A class-action lawsuit against major drug companies for alleged links
between autism and vaccines containing mercury should be tried in state
court and not a federal one, a federal judge has decided.
U.S. Magistrate Donald Ashmanskas last week ordered the case remanded
to Multnomah County Circuit Court in Oregon, said an attorney for families
who allege the vaccines have caused autism in their children.
The drug companies had asked that the case be tried in federal court.
They have until Jan. 22 to file any objections or seek a review.
The ruling could help the families who filed the lawsuit, said
Portland attorney Kathleen Dailey.
"It levels the playing field because it is more affordable to wage
this battle against these megacorporations in state court rather than
federal court," she said.
The case began with George and Tory Mead, a Portland couple whose
3-year-old son, William, has been diagnosed as autistic.
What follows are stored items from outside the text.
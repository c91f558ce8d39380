//! Example discovery
//!
//! Locates the Examples Root, enumerates example files per category, and loads each file through a
//! [`ModuleLoader`]. Collection never hard-fails on a bad example: a load error becomes the `Err` half of that
//! example's [`ExampleEntry`] and is reported later, as that example's own failure.

use std::fs;
use std::path::{Component, Path, PathBuf};
use std::rc::Rc;

use exemplar_core::{is_example_file, qualified_name};
use thiserror::Error;

use crate::config::ExamplesConfig;
use crate::loader::{LoadError, LoadRequest, Module, ModuleLoader};

/// Errors raised while enumerating a category.
#[derive(Debug, Error)]
pub enum DiscoveryError {
    #[error("cannot list category '{category}' in '{}': {source}", root.display())]
    Category {
        category: String,
        root: PathBuf,
        #[source]
        source: std::io::Error,
    },
}

/// The absolute directory holding one sub-directory per category.
#[derive(Debug, Clone, PartialEq, Eq)]
pub struct ExamplesRoot {
    path: PathBuf,
}

impl ExamplesRoot {
    /// Resolve the root relative to the harness's own location.
    ///
    /// Walks `levels_up` directories up from `anchor_dir`, then enters `dir_name`. The result is absolute and
    /// lexically normalized; the filesystem is not touched, so repeated calls yield the same path.
    ///
    /// ## Notes
    /// - An absolute `anchor_dir` makes the result independent of the working directory. A relative one is
    ///   made absolute against the working directory at call time.
    pub fn resolve(anchor_dir: &Path, levels_up: usize, dir_name: &str) -> Self {
        let mut path = absolute(anchor_dir);
        for _ in 0..levels_up {
            path.push("..");
        }
        path.push(dir_name);
        Self {
            path: normalize(&path),
        }
    }

    /// Use an explicit directory as the root.
    pub fn from_path(path: impl AsRef<Path>) -> Self {
        Self {
            path: normalize(&absolute(path.as_ref())),
        }
    }

    /// The explicit `root` when configured, otherwise resolved from the anchor.
    pub fn from_config(config: &ExamplesConfig) -> Self {
        match &config.root {
            Some(root) => Self::from_path(root),
            None => Self::resolve(&config.anchor, config.levels_up, &config.dir_name),
        }
    }

    pub fn path(&self) -> &Path {
        &self.path
    }

    /// Whether the root physically exists as a directory.
    pub fn exists(&self) -> bool {
        self.path.is_dir()
    }

    pub fn category_dir(&self, category: &str) -> PathBuf {
        self.path.join(category)
    }
}

fn absolute(path: &Path) -> PathBuf {
    std::path::absolute(path).unwrap_or_else(|_| path.to_path_buf())
}

/// Resolve `.` and `..` components without following symlinks.
fn normalize(path: &Path) -> PathBuf {
    let mut out = PathBuf::new();
    for component in path.components() {
        match component {
            Component::CurDir => {}
            Component::ParentDir => {
                if !out.pop() {
                    out.push(component);
                }
            }
            other => out.push(other),
        }
    }
    out
}

/// One discovered example: its literal file name and the loaded module, or why it failed to load.
pub struct ExampleEntry {
    pub file_name: String,
    pub module: Result<Rc<dyn Module>, LoadError>,
}

impl ExampleEntry {
    pub fn is_loaded(&self) -> bool {
        self.module.is_ok()
    }
}

impl std::fmt::Debug for ExampleEntry {
    fn fmt(&self, f: &mut std::fmt::Formatter<'_>) -> std::fmt::Result {
        let module = match &self.module {
            Ok(module) => format!("Ok({})", module.qualified_name()),
            Err(e) => format!("Err({e})"),
        };
        f.debug_struct("ExampleEntry")
            .field("file_name", &self.file_name)
            .field("module", &module)
            .finish()
    }
}

/// List example file names in `root/category`.
///
/// Only regular files (or symlinks to regular files) ending in `.<extension>` qualify. The order is the
/// directory listing order, which is not guaranteed to be sorted. The listing is an eager snapshot.
///
/// ## Errors
///
/// Returns [`DiscoveryError::Category`] when the category directory cannot be read.
pub fn list_category_files(
    root: &ExamplesRoot,
    category: &str,
    extension: &str,
) -> Result<Vec<String>, DiscoveryError> {
    let dir = root.category_dir(category);
    let to_error = |source| DiscoveryError::Category {
        category: category.to_string(),
        root: root.path().to_path_buf(),
        source,
    };

    let mut files = Vec::new();
    for entry in fs::read_dir(&dir).map_err(to_error)? {
        let entry = entry.map_err(to_error)?;
        let Some(name) = entry.file_name().to_str().map(str::to_string) else {
            tracing::warn!(path = %entry.path().display(), "skipping example with non UTF-8 name");
            continue;
        };
        if !is_example_file(&name, extension) {
            continue;
        }
        // `metadata` follows symlinks, `file_type` would not.
        if !fs::metadata(entry.path()).is_ok_and(|m| m.is_file()) {
            continue;
        }
        files.push(name);
    }
    Ok(files)
}

/// Load a single example through `loader`.
///
/// Never panics and never aborts collection: every failure is returned as a [`LoadError`] value.
pub fn load_example(
    loader: &dyn ModuleLoader,
    root: &ExamplesRoot,
    category: &str,
    file_name: &str,
    extension: &str,
) -> Result<Rc<dyn Module>, LoadError> {
    let request = LoadRequest {
        root: root.path().to_path_buf(),
        category: category.to_string(),
        file_name: file_name.to_string(),
        path: root.category_dir(category).join(file_name),
        qualified_name: qualified_name(category, file_name, extension),
    };

    let result = loader.load(&request);
    if let Err(e) = &result {
        tracing::warn!(module = %request.qualified_name, file = file_name, "failed to load example: {}", e);
    }
    result
}

/// Collect one [`ExampleEntry`] per qualifying file in a category.
///
/// ## Errors
///
/// Returns [`DiscoveryError`] only when the category itself cannot be listed; individual load failures are
/// kept inside the entries.
#[tracing::instrument(skip_all, fields(category = category))]
pub fn collect_category(
    loader: &dyn ModuleLoader,
    root: &ExamplesRoot,
    category: &str,
    extension: &str,
) -> Result<Vec<ExampleEntry>, DiscoveryError> {
    let files = list_category_files(root, category, extension)?;
    tracing::debug!(count = files.len(), "discovered example files");

    Ok(files
        .into_iter()
        .map(|file_name| {
            let module = load_example(loader, root, category, &file_name, extension);
            ExampleEntry { file_name, module }
        })
        .collect())
}
//! Property-based tests for discovery
//!
//! Generates random category contents and checks that collection yields exactly one entry per qualifying file,
//! whether or not that file loads.

use std::collections::BTreeSet;
use std::fs;
use std::rc::Rc;

use exemplar::{EntryPoint, ExamplesRoot, LoadError, LoadRequest, Module, ModuleLoader, collect_category};
use proptest::prelude::*;

/// Fails every file whose stem starts with `x`.
struct PickyLoader;

struct Loaded;

impl Module for Loaded {
    fn qualified_name(&self) -> &str {
        "loaded"
    }

    fn entry_point(&self, _name: &str) -> Option<Box<dyn EntryPoint + '_>> {
        None
    }
}

impl ModuleLoader for PickyLoader {
    fn load(&self, request: &LoadRequest) -> Result<Rc<dyn Module>, LoadError> {
        if request.file_name.starts_with('x') {
            Err(LoadError::Custom("refused".to_string()))
        } else {
            Ok(Rc::new(Loaded))
        }
    }
}

fn file_name_strategy() -> impl Strategy<Value = String> {
    ("[a-z][a-z0-9_]{0,7}", prop::sample::select(vec!["py", "pyc", "txt", "py.bak"]))
        .prop_map(|(stem, ext)| format!("{stem}.{ext}"))
}

proptest! {
    #![proptest_config(ProptestConfig::with_cases(48))]

    /// Property: one entry per `*.py` file, independent of load success
    #[test]
    fn one_entry_per_qualifying_file(names in prop::collection::btree_set(file_name_strategy(), 0..12)) {
        let dir = tempfile::tempdir().unwrap();
        let category = dir.path().join("1_basics");
        fs::create_dir(&category).unwrap();
        for name in &names {
            fs::write(category.join(name), "").unwrap();
        }

        let root = ExamplesRoot::from_path(dir.path());
        let entries = collect_category(&PickyLoader, &root, "1_basics", "py").unwrap();

        let expected: BTreeSet<&String> = names.iter().filter(|n| n.ends_with(".py")).collect();
        let found: BTreeSet<&String> = entries.iter().map(|e| &e.file_name).collect();
        prop_assert_eq!(entries.len(), expected.len());
        prop_assert_eq!(found, expected);

        for entry in &entries {
            prop_assert_eq!(entry.is_loaded(), !entry.file_name.starts_with('x'));
        }
    }

    /// Property: the resolved root only depends on its inputs
    #[test]
    fn resolve_is_deterministic(parts in prop::collection::vec("[a-z]{1,6}", 2..6), levels in 0usize..3) {
        let anchor = std::path::PathBuf::from("/").join(parts.join("/"));
        let a = ExamplesRoot::resolve(&anchor, levels, "examples");
        let b = ExamplesRoot::resolve(&anchor, levels, "examples");
        prop_assert_eq!(a.path(), b.path());
        prop_assert!(a.path().ends_with("examples"));
        prop_assert!(a.path().is_absolute());
    }
}
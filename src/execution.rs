//! Execution adapter: turn one [`ExampleEntry`] into a pass/fail outcome.
//!
//! The adapter does exactly two things, in order:
//! 1. Assert the module loaded and exposes the entry point.
//! 2. Call the entry point once, with no arguments.
//!
//! Both steps fail with the same [`ExampleFailure`] type, always naming the example file. The variant (and its
//! diagnostic code) tells "failed to import" apart from "no entry point" and from "entry point raised".

use exemplar_core::FailureKind;
use miette::Diagnostic;
use thiserror::Error;

use crate::discovery::ExampleEntry;
use crate::loader::{EntryPointError, LoadError};

/// Why a single example failed.
#[derive(Debug, Error, Diagnostic)]
pub enum ExampleFailure {
    #[error("`{file}` failed to import: {source}")]
    #[diagnostic(
        code(exemplar::import_failed),
        help("the module could not be loaded; check it for syntax errors, missing dependencies, or errors raised at import time")
    )]
    ImportFailed {
        file: String,
        #[source]
        source: LoadError,
    },

    #[error("`{file}` imported but has no `{entry}` entry point")]
    #[diagnostic(
        code(exemplar::entry_point_missing),
        help("every example must define a zero-argument `{entry}`")
    )]
    EntryPointMissing { file: String, entry: String },

    #[error("`{file}`: `{entry}()` failed: {source}")]
    #[diagnostic(code(exemplar::entry_point_failed))]
    EntryPointFailed {
        file: String,
        entry: String,
        #[source]
        source: EntryPointError,
    },
}

impl ExampleFailure {
    pub fn kind(&self) -> FailureKind {
        match self {
            ExampleFailure::ImportFailed { .. } => FailureKind::ImportFailed,
            ExampleFailure::EntryPointMissing { .. } => FailureKind::EntryPointMissing,
            ExampleFailure::EntryPointFailed { .. } => FailureKind::EntryPointFailed,
        }
    }

    /// The example file the failure is attributed to.
    pub fn file(&self) -> &str {
        match self {
            ExampleFailure::ImportFailed { file, .. }
            | ExampleFailure::EntryPointMissing { file, .. }
            | ExampleFailure::EntryPointFailed { file, .. } => file,
        }
    }
}

/// Runs entries against a fixed entry point name.
#[derive(Debug, Clone)]
pub struct ExecutionAdapter {
    entry_point: String,
}

impl ExecutionAdapter {
    pub fn new(entry_point: impl Into<String>) -> Self {
        Self {
            entry_point: entry_point.into(),
        }
    }

    pub fn entry_point(&self) -> &str {
        &self.entry_point
    }

    /// Assert and invoke one example.
    ///
    /// ## Errors
    ///
    /// - [`ExampleFailure::ImportFailed`] when the module is absent; the load error is moved into the failure.
    /// - [`ExampleFailure::EntryPointMissing`] when the module has no such entry point; nothing is called.
    /// - [`ExampleFailure::EntryPointFailed`] when the call returns an error; the error is carried unchanged.
    #[tracing::instrument(skip_all, fields(file = %entry.file_name))]
    pub fn run(&self, entry: ExampleEntry) -> Result<(), ExampleFailure> {
        let ExampleEntry { file_name, module } = entry;

        let module = module.map_err(|source| ExampleFailure::ImportFailed {
            file: file_name.clone(),
            source,
        })?;

        let Some(entry_point) = module.entry_point(&self.entry_point) else {
            return Err(ExampleFailure::EntryPointMissing {
                file: file_name,
                entry: self.entry_point.clone(),
            });
        };

        entry_point.call().map_err(|source| ExampleFailure::EntryPointFailed {
            file: file_name,
            entry: self.entry_point.clone(),
            source,
        })
    }
}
His parents say he
was developing normally until he received a series of vaccines containing
the preservative thimerosal, a form of mercury.
George Mead said a growing body of research indicates that increases
in the number of vaccines routinely administered to U.S. children beginning
in the early 1990s led to an increase in autism cases and associated
neurological disorders.
The effects of mercury toxicity were not seen until the number of
vaccinations was increased to combat various diseases such as hepatitis,
Mead said.
The American Academy of Pediatrics joined the U.S. Public Health
Service in July 1999 to warn that vaccines containing thimerosal should be
discontinued.
The National Academy of Sciences released a report last October saying
researchers still are unable to determine if there is a link between
thimerosal and disorders in children. But the report backed up the 1999
recommendation to remove vaccines with thimerosal from the nation's medical
stockpile.
The same week the National Academy of Sciences report was released, a
coalition of law firms across the nation filed claims against the drug
companies.
The defendants in the lawsuits include: Aventis Pasteur Inc.; Pfizer
Inc., a subsidiary of Warner-Lambert; GlaxoSmithKline; Merck & Co.; Abbott
Laboratories; American Home Products; Baxter International Inc., Eli Lilly &
Co.; Sigma Chemical Co.; and Aldrich Chemical Co.
Three doctors, including one who treated Mead's son, also are named as
defendants.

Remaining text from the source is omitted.